__Activity__: In the data below, which lines contain "PartialEq"? List them by copying each one.

Stored items:
-*-*-

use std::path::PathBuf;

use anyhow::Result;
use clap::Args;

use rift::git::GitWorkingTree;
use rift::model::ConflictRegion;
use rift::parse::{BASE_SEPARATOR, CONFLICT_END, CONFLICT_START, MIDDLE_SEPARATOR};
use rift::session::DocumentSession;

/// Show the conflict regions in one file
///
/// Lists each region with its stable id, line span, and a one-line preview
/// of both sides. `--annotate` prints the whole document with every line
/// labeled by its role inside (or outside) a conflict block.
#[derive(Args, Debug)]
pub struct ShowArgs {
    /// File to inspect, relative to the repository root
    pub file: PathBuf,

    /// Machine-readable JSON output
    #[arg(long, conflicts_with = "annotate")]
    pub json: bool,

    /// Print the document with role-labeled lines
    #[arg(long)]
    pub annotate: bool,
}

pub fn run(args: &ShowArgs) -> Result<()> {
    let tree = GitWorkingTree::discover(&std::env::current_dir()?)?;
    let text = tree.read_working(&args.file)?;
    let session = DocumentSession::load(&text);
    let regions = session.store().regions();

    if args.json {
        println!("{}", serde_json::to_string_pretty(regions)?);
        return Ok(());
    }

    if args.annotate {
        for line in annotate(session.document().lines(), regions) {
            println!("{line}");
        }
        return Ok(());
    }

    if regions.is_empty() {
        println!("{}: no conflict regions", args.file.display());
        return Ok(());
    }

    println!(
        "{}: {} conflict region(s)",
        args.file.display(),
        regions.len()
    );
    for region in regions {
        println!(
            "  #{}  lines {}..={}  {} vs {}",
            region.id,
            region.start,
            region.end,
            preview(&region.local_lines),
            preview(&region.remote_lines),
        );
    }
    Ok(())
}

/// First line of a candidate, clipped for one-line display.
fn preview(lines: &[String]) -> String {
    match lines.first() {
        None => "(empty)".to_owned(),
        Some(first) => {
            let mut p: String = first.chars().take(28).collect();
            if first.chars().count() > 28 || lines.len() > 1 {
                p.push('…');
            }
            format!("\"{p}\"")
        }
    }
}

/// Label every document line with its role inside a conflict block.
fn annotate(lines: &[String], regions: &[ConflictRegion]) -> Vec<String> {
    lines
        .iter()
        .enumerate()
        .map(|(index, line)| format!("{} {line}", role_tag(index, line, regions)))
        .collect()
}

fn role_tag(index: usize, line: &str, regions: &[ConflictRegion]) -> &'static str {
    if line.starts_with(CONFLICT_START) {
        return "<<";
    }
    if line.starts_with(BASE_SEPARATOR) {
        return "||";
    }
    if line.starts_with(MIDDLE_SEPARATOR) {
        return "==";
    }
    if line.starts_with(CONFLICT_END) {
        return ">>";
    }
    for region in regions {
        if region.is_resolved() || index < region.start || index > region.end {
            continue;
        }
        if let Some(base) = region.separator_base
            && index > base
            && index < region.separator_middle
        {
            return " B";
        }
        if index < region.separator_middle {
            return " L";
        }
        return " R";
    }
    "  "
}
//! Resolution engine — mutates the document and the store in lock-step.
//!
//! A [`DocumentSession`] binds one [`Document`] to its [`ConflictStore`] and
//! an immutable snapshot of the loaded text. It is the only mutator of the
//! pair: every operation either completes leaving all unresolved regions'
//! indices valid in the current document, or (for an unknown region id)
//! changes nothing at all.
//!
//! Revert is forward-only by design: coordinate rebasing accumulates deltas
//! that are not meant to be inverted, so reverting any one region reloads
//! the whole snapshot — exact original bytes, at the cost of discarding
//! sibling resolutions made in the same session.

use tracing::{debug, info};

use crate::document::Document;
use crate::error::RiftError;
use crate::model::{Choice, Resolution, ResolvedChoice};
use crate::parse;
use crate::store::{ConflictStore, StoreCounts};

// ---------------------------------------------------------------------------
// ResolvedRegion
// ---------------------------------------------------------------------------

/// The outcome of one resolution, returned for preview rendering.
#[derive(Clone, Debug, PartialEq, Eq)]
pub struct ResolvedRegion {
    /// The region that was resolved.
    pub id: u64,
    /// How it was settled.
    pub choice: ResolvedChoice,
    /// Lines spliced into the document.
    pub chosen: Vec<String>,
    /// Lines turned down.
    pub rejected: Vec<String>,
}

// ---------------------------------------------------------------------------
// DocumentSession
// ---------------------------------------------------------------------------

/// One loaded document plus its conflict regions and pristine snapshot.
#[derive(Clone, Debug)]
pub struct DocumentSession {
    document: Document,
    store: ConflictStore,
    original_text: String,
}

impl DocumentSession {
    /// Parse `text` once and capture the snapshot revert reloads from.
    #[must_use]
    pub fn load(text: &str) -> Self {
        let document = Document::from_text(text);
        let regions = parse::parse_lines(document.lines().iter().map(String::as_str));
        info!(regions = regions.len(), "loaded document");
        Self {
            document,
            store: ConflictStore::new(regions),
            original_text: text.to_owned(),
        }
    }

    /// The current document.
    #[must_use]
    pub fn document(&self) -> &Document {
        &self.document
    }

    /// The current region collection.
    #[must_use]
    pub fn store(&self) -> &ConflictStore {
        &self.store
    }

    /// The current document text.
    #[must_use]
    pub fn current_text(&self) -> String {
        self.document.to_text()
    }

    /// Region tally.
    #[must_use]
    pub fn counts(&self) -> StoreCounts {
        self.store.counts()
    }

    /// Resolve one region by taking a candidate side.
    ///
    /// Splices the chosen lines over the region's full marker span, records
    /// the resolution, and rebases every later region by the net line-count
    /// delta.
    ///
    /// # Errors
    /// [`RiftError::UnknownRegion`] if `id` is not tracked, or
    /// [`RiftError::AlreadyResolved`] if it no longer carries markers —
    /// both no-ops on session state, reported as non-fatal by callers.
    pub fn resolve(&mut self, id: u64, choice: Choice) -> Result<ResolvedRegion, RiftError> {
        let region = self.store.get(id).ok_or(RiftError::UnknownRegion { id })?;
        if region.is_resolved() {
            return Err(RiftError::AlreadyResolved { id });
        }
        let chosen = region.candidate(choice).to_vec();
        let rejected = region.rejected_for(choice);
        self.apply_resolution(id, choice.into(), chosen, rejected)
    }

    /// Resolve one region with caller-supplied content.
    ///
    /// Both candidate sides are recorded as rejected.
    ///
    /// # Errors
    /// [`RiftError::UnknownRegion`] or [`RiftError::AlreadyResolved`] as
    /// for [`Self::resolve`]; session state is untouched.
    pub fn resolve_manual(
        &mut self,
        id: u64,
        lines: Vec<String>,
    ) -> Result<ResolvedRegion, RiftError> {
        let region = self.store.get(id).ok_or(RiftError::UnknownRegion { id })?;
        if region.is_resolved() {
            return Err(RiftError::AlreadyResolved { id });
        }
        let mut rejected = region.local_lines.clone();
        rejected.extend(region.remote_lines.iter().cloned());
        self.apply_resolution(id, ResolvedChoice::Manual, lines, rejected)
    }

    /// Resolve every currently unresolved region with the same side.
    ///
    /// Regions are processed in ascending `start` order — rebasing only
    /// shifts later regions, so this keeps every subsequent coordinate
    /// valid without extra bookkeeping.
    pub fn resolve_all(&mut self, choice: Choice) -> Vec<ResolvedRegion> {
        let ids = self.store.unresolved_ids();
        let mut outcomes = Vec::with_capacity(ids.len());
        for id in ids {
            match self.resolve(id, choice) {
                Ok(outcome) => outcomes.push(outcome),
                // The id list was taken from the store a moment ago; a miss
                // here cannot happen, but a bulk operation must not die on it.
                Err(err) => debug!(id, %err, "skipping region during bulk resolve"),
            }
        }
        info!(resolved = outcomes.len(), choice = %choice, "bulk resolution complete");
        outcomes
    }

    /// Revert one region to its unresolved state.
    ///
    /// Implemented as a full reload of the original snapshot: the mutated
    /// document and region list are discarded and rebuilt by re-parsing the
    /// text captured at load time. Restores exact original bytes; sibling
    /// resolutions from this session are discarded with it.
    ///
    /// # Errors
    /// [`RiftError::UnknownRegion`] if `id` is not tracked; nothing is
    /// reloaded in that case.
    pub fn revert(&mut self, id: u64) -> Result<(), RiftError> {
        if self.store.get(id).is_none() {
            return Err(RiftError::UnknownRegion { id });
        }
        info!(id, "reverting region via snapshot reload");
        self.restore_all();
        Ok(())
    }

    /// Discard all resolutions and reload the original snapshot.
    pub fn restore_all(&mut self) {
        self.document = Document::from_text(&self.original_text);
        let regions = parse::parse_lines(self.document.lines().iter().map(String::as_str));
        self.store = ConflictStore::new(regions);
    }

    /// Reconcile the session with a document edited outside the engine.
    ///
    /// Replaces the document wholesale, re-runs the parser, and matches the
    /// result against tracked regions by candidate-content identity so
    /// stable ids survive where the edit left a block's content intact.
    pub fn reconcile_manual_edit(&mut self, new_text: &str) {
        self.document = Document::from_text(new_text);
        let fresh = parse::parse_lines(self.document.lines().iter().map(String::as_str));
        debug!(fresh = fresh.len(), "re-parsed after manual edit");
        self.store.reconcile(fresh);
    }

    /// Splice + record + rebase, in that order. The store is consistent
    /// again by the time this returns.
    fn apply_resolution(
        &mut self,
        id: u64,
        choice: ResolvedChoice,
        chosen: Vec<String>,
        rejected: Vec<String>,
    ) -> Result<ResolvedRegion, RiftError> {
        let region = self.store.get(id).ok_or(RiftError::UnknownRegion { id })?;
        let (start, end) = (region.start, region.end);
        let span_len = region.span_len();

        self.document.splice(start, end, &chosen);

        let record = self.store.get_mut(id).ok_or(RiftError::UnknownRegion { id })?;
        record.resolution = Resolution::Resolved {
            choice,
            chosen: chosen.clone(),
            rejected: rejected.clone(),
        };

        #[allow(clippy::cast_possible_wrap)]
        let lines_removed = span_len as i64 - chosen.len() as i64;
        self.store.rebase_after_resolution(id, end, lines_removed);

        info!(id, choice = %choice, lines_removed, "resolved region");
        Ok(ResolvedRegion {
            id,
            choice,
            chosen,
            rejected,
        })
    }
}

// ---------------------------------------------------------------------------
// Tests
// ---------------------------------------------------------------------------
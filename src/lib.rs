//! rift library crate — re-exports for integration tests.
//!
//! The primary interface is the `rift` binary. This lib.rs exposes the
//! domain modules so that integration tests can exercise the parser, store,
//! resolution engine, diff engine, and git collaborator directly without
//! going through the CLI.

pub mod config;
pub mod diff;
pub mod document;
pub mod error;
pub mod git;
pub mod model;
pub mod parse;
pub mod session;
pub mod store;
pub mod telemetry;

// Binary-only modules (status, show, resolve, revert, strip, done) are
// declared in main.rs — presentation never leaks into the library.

-*-*-

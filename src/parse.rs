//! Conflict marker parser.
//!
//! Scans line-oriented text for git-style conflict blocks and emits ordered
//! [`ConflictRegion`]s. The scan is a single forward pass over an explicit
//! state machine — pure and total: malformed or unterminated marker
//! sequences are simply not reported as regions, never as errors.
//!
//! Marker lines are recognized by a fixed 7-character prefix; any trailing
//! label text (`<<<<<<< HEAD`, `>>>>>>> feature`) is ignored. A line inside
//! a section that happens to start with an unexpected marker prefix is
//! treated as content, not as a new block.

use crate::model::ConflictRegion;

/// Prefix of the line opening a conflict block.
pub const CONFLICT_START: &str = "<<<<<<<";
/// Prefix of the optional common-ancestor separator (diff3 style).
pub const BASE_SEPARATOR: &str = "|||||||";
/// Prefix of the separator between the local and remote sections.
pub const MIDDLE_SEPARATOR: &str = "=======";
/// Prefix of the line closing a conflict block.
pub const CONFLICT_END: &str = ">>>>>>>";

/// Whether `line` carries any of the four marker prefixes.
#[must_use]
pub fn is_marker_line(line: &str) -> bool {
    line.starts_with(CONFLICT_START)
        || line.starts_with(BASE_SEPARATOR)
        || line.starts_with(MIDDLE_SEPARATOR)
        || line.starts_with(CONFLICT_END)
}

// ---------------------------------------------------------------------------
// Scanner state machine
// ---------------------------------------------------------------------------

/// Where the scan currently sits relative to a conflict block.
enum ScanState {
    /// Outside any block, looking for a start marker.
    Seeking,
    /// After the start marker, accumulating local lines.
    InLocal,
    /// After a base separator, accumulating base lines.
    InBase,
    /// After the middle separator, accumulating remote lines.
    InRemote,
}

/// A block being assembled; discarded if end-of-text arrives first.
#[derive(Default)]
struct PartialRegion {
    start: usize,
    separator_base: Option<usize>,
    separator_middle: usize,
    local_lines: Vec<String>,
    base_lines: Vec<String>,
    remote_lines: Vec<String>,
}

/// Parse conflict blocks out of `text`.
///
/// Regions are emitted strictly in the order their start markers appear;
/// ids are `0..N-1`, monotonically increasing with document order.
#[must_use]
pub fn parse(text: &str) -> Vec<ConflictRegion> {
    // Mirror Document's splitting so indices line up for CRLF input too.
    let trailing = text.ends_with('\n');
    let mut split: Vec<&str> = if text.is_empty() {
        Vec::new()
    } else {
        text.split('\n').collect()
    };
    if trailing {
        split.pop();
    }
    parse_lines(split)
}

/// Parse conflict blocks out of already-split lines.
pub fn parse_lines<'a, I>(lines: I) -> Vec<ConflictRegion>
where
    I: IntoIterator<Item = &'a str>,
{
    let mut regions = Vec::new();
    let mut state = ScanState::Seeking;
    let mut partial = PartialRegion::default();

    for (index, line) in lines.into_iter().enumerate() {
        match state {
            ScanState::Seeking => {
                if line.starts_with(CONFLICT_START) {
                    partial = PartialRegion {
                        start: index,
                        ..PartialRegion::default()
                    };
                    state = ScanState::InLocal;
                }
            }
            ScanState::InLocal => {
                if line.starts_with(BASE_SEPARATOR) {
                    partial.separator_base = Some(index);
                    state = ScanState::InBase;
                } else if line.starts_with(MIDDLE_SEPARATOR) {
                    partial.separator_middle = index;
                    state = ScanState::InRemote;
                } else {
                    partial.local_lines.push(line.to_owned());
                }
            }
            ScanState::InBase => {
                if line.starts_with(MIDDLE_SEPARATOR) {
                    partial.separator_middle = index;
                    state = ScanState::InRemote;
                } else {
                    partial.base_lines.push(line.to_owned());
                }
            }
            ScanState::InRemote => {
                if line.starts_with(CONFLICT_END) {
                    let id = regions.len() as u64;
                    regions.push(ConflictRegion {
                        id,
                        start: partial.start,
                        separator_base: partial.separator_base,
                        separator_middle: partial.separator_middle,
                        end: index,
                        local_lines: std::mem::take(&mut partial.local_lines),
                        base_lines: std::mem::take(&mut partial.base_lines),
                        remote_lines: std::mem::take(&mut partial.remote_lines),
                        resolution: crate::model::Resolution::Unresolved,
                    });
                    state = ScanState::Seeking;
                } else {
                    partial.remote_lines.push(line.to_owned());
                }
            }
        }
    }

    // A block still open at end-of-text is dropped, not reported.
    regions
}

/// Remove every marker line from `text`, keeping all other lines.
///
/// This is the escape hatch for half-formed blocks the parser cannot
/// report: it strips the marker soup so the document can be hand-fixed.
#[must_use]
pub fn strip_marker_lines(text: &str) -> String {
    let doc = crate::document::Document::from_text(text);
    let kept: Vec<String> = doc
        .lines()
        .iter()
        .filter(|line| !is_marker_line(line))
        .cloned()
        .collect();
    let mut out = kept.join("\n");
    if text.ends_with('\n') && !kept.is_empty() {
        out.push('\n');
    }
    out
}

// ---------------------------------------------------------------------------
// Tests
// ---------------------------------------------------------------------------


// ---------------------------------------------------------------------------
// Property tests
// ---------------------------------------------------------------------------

-*-*-

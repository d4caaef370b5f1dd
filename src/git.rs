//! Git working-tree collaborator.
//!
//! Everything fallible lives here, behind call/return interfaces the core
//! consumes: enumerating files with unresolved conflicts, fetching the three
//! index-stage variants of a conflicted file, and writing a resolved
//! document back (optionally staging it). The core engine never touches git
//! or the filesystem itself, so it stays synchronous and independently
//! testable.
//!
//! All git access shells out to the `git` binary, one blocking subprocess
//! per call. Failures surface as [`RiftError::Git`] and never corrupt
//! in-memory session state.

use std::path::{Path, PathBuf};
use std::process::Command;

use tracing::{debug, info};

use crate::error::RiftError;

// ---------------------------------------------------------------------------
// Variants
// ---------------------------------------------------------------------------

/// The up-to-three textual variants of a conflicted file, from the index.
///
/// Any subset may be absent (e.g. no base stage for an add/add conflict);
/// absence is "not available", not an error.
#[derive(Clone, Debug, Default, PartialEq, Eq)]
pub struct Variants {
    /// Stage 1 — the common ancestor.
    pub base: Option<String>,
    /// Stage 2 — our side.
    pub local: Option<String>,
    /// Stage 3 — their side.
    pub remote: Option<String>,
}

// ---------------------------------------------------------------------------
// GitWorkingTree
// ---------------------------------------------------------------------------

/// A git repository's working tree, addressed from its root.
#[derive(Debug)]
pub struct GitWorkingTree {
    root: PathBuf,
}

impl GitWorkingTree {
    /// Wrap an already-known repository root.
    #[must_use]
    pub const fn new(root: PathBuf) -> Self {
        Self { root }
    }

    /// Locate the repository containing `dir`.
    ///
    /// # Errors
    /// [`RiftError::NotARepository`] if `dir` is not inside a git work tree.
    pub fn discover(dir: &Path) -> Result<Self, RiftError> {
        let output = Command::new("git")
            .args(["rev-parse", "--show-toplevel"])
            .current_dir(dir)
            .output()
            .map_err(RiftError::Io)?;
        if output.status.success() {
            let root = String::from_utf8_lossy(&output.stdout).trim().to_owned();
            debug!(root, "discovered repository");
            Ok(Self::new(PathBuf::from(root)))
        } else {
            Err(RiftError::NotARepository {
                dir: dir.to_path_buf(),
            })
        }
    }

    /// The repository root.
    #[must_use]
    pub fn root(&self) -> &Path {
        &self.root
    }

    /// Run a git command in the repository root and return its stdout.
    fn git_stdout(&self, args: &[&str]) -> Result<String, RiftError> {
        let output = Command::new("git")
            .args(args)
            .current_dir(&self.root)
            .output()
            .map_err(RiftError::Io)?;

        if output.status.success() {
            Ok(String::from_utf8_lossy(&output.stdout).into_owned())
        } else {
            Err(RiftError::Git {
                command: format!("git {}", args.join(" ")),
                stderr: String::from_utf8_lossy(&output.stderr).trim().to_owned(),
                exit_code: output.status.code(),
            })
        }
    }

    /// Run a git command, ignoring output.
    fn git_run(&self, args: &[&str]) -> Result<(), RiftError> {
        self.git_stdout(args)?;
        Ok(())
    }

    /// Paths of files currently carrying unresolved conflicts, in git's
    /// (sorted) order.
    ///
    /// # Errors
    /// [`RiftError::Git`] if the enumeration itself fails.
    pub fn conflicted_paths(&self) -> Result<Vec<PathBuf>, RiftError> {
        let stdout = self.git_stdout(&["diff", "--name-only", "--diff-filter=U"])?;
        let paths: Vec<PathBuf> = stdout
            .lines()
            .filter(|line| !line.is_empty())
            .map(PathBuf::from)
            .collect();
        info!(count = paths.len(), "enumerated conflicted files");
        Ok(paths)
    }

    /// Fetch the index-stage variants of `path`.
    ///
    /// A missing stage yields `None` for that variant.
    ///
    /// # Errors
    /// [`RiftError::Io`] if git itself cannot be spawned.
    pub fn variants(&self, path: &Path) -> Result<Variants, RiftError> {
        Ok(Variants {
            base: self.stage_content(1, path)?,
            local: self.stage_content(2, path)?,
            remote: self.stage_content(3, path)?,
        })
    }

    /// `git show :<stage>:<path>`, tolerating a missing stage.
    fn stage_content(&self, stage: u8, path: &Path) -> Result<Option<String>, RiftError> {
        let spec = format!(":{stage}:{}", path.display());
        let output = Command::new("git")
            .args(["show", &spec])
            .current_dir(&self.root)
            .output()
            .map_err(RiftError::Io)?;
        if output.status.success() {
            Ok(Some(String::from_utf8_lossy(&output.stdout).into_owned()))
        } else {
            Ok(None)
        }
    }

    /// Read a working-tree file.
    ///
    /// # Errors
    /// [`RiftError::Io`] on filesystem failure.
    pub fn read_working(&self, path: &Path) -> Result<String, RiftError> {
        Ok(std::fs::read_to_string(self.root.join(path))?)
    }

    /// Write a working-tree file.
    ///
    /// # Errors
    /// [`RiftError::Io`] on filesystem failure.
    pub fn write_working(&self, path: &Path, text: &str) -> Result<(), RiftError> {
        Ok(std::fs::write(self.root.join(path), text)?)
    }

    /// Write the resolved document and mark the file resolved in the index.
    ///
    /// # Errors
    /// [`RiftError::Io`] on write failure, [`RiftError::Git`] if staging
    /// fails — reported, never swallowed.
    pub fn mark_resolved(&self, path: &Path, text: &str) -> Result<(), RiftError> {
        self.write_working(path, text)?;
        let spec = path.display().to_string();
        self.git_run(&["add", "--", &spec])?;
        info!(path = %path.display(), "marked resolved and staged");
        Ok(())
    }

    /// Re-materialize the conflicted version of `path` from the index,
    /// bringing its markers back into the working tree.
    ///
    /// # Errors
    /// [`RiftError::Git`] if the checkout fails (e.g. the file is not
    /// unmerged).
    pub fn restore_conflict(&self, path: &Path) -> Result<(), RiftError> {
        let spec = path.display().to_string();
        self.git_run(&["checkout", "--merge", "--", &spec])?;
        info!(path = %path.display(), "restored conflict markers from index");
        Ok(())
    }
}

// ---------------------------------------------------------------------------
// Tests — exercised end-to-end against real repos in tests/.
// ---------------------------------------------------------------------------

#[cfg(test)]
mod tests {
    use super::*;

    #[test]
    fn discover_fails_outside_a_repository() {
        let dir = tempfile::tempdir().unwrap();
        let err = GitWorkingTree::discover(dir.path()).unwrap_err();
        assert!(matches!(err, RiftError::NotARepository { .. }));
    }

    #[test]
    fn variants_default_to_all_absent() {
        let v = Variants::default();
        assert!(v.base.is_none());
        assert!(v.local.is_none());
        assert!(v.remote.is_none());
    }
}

-*-*-

__Answer space__:
#[derive(Clone, Debug, PartialEq, Eq)]
#[derive(Clone, Debug, Default, PartialEq, Eq)]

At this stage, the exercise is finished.